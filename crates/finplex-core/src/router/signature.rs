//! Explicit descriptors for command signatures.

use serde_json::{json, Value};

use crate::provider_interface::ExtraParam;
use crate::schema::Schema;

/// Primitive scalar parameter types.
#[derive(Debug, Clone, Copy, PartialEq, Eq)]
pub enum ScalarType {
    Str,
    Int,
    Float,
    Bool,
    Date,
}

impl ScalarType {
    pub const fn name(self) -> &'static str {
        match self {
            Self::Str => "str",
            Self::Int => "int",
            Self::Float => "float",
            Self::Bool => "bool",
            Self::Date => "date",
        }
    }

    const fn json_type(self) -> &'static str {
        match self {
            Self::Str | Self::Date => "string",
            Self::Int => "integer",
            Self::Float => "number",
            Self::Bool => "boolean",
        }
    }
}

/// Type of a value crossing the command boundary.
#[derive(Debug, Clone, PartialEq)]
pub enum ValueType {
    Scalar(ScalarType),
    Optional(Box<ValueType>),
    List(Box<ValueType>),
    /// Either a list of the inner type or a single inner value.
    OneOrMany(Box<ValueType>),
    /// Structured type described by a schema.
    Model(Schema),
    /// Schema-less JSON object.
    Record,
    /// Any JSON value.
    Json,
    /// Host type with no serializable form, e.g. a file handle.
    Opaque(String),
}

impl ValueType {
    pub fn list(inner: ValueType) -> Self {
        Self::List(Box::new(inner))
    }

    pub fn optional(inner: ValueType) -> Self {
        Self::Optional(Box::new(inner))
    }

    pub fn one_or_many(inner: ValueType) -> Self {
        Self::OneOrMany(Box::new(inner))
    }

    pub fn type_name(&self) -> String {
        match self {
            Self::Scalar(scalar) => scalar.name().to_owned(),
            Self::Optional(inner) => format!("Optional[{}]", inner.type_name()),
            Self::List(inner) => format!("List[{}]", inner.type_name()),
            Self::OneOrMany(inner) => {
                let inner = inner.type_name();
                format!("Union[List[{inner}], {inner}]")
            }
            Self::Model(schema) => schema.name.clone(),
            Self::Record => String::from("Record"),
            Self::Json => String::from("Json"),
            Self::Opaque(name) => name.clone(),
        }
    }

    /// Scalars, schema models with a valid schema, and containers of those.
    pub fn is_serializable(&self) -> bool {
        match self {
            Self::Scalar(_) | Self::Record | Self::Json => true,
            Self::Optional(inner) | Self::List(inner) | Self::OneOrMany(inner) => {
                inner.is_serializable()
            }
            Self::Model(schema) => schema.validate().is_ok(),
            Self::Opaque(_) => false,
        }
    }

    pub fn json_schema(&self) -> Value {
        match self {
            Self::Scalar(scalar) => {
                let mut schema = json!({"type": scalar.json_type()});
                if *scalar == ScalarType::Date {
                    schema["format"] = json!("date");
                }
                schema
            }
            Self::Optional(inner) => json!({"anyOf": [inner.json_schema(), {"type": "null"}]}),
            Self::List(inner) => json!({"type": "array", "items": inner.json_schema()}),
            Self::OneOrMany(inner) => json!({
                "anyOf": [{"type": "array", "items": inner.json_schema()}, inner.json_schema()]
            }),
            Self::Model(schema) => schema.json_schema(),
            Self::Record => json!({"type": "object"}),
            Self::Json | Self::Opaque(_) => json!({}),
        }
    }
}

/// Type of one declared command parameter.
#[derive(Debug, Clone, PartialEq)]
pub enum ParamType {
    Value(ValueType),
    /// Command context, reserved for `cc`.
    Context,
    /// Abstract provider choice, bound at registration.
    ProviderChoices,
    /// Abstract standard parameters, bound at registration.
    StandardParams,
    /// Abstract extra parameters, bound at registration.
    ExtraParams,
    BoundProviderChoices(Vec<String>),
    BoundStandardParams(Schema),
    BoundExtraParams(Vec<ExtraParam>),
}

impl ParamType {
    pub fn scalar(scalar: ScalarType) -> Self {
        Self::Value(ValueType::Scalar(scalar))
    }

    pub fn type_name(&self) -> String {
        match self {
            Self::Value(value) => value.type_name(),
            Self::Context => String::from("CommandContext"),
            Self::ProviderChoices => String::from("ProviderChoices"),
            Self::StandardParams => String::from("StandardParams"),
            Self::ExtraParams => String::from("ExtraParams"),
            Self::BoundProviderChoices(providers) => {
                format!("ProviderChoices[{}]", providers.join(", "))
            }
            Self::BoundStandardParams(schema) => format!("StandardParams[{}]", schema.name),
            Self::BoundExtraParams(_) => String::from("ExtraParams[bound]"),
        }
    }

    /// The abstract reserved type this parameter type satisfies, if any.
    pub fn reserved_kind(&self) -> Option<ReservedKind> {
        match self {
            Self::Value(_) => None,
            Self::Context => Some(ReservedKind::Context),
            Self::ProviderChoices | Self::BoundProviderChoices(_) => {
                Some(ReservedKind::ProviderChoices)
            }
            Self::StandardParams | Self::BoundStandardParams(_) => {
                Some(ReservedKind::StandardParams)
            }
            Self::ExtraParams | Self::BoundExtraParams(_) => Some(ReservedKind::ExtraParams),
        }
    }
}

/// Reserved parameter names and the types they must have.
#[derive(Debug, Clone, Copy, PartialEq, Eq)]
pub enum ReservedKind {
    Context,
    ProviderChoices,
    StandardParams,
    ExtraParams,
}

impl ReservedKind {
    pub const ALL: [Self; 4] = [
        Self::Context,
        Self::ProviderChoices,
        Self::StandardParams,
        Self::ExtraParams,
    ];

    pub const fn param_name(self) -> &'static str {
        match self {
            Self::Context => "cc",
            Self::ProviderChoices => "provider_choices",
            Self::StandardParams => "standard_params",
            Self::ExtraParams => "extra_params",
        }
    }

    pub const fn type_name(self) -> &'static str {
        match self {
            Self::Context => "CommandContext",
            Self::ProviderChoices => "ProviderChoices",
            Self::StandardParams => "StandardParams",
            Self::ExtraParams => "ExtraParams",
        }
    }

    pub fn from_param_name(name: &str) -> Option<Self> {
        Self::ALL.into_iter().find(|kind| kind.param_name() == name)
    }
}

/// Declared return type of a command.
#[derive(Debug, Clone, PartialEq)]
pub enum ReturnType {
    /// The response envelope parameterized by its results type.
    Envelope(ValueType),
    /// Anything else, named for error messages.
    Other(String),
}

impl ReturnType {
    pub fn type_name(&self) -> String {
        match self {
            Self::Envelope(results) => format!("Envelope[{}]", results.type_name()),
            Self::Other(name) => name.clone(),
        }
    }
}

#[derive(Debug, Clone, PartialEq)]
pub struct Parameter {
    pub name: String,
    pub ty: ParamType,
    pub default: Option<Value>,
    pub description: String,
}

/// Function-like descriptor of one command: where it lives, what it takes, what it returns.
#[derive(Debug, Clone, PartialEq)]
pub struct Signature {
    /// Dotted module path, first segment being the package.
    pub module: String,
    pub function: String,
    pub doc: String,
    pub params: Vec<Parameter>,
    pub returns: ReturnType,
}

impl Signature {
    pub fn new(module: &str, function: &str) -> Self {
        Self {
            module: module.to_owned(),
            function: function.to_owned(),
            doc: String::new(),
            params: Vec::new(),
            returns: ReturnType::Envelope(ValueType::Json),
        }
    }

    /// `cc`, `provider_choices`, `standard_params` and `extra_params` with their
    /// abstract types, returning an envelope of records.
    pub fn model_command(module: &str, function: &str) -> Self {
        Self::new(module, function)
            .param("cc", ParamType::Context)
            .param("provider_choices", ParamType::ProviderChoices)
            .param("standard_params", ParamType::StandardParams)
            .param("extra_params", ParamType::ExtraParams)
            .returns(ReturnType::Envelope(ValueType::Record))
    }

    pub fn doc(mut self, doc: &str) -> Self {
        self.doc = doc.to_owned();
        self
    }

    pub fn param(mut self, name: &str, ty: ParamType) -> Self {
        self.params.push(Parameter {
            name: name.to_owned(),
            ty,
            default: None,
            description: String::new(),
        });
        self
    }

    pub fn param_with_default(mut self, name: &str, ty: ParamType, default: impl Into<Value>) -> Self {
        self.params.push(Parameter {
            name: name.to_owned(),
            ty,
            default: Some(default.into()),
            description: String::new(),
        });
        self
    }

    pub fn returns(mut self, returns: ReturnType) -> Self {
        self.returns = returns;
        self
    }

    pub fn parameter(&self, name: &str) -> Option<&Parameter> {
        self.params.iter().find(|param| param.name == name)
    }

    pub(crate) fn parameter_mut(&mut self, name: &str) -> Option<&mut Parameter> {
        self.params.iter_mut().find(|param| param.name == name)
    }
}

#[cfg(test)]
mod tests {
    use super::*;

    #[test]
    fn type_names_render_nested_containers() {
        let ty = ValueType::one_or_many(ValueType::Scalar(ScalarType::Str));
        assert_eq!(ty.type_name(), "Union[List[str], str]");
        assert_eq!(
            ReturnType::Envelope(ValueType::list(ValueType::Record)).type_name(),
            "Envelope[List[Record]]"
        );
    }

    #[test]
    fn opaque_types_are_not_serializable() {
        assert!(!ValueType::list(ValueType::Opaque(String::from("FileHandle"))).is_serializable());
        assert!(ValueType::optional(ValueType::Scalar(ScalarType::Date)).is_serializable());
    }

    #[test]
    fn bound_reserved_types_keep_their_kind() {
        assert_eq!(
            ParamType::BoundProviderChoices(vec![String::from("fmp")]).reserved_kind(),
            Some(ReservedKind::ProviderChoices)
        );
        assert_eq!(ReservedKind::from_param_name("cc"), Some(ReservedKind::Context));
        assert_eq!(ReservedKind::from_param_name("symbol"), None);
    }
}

:: INSTRUCTIONS TO FOLLOW ::
Return the material exactly as it stands above, but only from its first line to the line containing "Self::Str | Self::Date", both ends included.

:: TASK RESPONSE ::
filename crates/finplex-core/src/router/signature.rs
//! Explicit descriptors for command signatures.

use serde_json::{json, Value};

use crate::provider_interface::ExtraParam;
use crate::schema::Schema;

/// Primitive scalar parameter types.
#[derive(Debug, Clone, Copy, PartialEq, Eq)]
pub enum ScalarType {
    Str,
    Int,
    Float,
    Bool,
    Date,
}

impl ScalarType {
    pub const fn name(self) -> &'static str {
        match self {
            Self::Str => "str",
            Self::Int => "int",
            Self::Float => "float",
            Self::Bool => "bool",
            Self::Date => "date",
        }
    }

    const fn json_type(self) -> &'static str {
        match self {
            Self::Str | Self::Date => "string",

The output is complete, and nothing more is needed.